— ACTIVITY —
Your answer should be one number: how many lines below hold the word "common".

[Saved entries]
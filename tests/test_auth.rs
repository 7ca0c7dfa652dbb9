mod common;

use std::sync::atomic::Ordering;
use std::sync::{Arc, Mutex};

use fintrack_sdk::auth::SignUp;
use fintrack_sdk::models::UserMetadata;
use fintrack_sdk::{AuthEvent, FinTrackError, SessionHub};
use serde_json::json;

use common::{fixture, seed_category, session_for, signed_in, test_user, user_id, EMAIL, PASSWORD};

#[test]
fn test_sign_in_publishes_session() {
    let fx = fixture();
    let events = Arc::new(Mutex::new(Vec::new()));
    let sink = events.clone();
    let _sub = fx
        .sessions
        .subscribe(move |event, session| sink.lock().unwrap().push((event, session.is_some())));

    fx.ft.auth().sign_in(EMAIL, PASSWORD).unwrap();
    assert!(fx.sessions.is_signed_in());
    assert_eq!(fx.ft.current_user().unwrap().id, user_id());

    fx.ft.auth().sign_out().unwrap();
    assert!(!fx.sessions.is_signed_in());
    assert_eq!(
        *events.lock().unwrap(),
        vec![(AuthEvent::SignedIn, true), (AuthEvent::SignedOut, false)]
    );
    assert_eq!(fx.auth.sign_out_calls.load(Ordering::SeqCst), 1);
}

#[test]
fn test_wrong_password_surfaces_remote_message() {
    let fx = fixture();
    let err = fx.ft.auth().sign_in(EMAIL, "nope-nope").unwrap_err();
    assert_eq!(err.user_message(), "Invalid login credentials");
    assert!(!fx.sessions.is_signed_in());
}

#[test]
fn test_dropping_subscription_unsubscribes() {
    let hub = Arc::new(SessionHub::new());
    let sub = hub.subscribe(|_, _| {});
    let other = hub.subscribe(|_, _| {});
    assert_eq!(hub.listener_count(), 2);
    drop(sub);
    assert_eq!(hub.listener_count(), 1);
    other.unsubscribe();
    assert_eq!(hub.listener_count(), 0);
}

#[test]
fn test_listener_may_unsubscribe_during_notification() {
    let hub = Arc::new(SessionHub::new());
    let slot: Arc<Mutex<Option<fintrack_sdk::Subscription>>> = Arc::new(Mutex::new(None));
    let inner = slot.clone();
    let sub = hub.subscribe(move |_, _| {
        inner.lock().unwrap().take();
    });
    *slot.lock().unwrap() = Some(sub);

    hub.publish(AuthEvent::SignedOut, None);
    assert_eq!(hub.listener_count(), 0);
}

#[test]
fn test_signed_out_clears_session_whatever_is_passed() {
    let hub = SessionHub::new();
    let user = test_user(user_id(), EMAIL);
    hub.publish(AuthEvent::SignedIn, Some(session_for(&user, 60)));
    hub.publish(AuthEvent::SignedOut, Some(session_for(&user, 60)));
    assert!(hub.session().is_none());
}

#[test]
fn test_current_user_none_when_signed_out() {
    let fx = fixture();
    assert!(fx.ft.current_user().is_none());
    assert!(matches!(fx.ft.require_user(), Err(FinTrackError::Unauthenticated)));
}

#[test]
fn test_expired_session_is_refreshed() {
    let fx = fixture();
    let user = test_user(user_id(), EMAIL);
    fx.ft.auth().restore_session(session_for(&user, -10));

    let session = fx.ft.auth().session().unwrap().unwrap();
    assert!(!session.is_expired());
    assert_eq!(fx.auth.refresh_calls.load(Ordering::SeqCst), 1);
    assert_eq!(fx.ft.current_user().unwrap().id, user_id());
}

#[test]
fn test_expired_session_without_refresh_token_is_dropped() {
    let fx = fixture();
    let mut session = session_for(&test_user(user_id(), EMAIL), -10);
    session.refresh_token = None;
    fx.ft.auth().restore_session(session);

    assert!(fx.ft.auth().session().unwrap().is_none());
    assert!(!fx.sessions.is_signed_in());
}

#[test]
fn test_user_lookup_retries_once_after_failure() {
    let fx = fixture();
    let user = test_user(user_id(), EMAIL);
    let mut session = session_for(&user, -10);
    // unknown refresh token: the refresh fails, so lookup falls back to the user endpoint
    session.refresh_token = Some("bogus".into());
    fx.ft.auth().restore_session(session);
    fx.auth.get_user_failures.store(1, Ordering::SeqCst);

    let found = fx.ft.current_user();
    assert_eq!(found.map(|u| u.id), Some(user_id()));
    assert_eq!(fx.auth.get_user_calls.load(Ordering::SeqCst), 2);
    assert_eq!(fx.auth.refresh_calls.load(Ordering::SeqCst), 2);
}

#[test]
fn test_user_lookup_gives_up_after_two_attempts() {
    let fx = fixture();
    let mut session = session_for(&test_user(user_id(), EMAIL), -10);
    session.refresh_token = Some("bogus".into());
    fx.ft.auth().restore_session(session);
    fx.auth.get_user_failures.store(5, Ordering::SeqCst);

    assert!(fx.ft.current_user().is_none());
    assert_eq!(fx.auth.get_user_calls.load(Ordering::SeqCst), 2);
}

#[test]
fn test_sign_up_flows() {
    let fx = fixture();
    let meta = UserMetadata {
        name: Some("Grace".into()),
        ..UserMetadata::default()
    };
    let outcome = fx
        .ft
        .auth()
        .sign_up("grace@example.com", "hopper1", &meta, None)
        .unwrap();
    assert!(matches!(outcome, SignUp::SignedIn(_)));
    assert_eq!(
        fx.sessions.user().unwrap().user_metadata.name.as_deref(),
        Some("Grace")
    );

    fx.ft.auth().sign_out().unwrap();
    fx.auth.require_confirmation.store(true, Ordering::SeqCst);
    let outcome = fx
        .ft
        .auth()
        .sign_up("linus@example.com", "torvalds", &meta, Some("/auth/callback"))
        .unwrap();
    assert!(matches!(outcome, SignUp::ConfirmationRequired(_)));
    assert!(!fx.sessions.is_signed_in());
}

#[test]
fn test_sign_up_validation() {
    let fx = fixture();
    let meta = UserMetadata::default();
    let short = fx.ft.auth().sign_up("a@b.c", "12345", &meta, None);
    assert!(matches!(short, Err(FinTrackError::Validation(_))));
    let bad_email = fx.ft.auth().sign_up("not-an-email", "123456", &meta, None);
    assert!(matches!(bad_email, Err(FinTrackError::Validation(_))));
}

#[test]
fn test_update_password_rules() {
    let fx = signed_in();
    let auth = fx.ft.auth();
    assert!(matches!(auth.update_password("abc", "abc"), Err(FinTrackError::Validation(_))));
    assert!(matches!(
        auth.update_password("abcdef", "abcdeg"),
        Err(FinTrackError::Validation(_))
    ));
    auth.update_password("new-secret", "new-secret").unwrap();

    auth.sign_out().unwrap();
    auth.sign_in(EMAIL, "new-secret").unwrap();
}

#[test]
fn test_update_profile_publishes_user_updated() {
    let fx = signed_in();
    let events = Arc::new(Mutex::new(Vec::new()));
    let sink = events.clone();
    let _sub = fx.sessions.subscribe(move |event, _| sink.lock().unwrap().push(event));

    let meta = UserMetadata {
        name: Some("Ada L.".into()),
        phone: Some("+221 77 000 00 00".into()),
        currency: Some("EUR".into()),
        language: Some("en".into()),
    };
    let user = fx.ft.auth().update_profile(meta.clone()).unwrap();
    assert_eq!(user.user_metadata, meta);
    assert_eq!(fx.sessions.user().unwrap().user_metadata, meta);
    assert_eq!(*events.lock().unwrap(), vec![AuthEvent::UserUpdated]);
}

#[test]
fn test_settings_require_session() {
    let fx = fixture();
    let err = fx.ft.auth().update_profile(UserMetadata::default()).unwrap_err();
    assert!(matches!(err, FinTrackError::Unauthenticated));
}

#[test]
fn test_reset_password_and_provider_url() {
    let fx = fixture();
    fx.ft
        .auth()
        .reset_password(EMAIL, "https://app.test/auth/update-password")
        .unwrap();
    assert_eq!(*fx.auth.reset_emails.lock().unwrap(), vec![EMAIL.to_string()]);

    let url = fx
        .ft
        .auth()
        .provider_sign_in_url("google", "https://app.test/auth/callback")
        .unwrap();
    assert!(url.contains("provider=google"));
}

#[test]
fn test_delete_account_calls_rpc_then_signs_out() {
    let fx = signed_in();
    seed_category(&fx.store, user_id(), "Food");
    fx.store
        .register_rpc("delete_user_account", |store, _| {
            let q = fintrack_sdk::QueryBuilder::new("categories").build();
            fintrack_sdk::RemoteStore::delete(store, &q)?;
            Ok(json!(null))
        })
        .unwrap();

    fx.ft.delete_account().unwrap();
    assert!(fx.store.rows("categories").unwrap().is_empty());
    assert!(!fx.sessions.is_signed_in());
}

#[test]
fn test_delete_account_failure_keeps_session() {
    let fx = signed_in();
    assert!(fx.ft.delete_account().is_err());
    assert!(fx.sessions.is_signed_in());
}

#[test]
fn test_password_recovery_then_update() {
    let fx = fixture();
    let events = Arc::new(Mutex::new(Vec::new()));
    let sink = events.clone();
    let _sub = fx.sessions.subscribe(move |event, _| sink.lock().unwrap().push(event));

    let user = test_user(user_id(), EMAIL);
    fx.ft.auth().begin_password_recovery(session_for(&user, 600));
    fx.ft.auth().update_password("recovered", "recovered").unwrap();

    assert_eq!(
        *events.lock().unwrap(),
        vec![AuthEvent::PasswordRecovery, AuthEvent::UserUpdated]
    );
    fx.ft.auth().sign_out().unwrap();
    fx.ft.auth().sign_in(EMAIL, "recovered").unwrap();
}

— RESPONSE TO THIS TASK —
2